The terem (терем) was separate living quarters occupied by elite women in Muscovite Russia. In a narrow context, it may refer to the upper story of a home or castle, often with a pitched roof. In a broader context, the term is used by historians to discuss the elite social practice of female seclusion that reached its height in the 17th century. Royal or noble women were not only confined to separate quarters, but were also prevented from socialization with men outside their immediate family, and were shielded from the public eye in closed carriages or heavily concealing clothing.
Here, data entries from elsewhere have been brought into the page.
//! ScanJob: the state machine entity driven by the orchestrator.

use super::detection::StrategyName as DetectionStrategyName;
use chrono::{DateTime, Utc};
use serde::{Deserialize, Serialize};
use uuid::Uuid;

#[derive(Debug, Clone, Copy, PartialEq, Eq, Serialize, Deserialize)]
pub enum SamplingMethod {
    Random,
    FirstN,
    Stratified,
}

impl Default for SamplingMethod {
    fn default() -> Self {
        SamplingMethod::Random
    }
}

#[derive(Debug, Clone, Serialize, Deserialize)]
pub struct ScanRequest {
    pub connection_id: String,
    #[serde(default)]
    pub included_schemas: Vec<String>,
    #[serde(default)]
    pub included_tables: Vec<String>,
    #[serde(default)]
    pub excluded_tables: Vec<String>,
    pub max_sample_size: usize,
    #[serde(default)]
    pub sampling_method: SamplingMethod,
    pub confidence_threshold: f64,
    pub strategies: Vec<DetectionStrategyName>,
}

impl ScanRequest {
    pub fn new(connection_id: impl Into<String>) -> Self {
        Self {
            connection_id: connection_id.into(),
            included_schemas: Vec::new(),
            included_tables: Vec::new(),
            excluded_tables: Vec::new(),
            max_sample_size: 1000,
            sampling_method: SamplingMethod::Random,
            confidence_threshold: 0.5,
            strategies: vec![
                DetectionStrategyName::Heuristic,
                DetectionStrategyName::Regex,
                DetectionStrategyName::Ner,
                DetectionStrategyName::QuasiIdentifier,
            ],
        }
    }
}

/// Status values, in the only order transitions are allowed to move through.
#[derive(Debug, Clone, Copy, PartialEq, Eq, Serialize, Deserialize)]
pub enum ScanStatus {
    Pending,
    ExtractingMetadata,
    Sampling,
    DetectingPii,
    AnalyzingQi,
    GeneratingReport,
    Completed,
    Failed,
    Cancelled,
}

impl ScanStatus {
    pub fn is_terminal(self) -> bool {
        matches!(self, ScanStatus::Completed | ScanStatus::Failed | ScanStatus::Cancelled)
    }

    /// The single valid non-terminal successor in the happy-path state
    /// machine, or `None` if `self` is terminal or the last non-terminal
    /// state (Completed is reached explicitly, not via `next()`).
    pub fn next(self) -> Option<ScanStatus> {
        match self {
            ScanStatus::Pending => Some(ScanStatus::ExtractingMetadata),
            ScanStatus::ExtractingMetadata => Some(ScanStatus::Sampling),
            ScanStatus::Sampling => Some(ScanStatus::DetectingPii),
            ScanStatus::DetectingPii => Some(ScanStatus::AnalyzingQi),
            ScanStatus::AnalyzingQi => Some(ScanStatus::GeneratingReport),
            ScanStatus::GeneratingReport => Some(ScanStatus::Completed),
            ScanStatus::Completed | ScanStatus::Failed | ScanStatus::Cancelled => None,
        }
    }

    /// Any non-terminal state may transition directly to Failed or
    /// Cancelled; validates a proposed transition against those rules.
    pub fn can_transition_to(self, target: ScanStatus) -> bool {
        if self.is_terminal() {
            return false;
        }
        if target == ScanStatus::Failed || target == ScanStatus::Cancelled {
            return true;
        }
        self.next() == Some(target)
    }
}

#[derive(Debug, Clone, Default, Serialize, Deserialize)]
pub struct ScanCounts {
    pub tables: usize,
    pub columns: usize,
    pub pii_found: usize,
}

#[derive(Debug, Clone, Serialize, Deserialize)]
pub struct ScanJob {
    pub id: Uuid,
    pub connection_id: String,
    pub start_time: DateTime<Utc>,
    pub end_time: Option<DateTime<Utc>>,
    pub status: ScanStatus,
    pub progress: u8,
    pub error_message: Option<String>,
    pub counts: ScanCounts,
}

impl ScanJob {
    pub fn new(connection_id: impl Into<String>) -> Self {
        Self {
            id: Uuid::new_v4(),
            connection_id: connection_id.into(),
            start_time: Utc::now(),
            end_time: None,
            status: ScanStatus::Pending,
            progress: 0,
            error_message: None,
            counts: ScanCounts::default(),
        }
    }
}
The word is not to be confused with the Terem Palace in Moscow, an extended part of the Grand Kremlin Palace, which was not occupied exclusively by women.

== Etymology ==

Although the origins of the practice are still a matter of debate among historians, it is generally believed that the word terem comes from the Proto-Slavic root *term ('dwelling'). Its usage in a Russian context has been dated to the times of Kievan Rus'. Although a matriarchy may have ruled over several East Slavic tribes prior to the Kievan period, the introduction of Christianity in the late 10th century brought a patriarchal system. However, the process of conversion took several centuries. and the Church was forced to assimilate various pagan beliefs into its own structure. By the 14th and 15th centuries, during the Mongol domination of Russia, Christianity had permeated all levels of Russian society, and women were increasingly subordinated to men. During the Muscovite period, with growing centralization, the hierarchy of social relations became much more clearly defined.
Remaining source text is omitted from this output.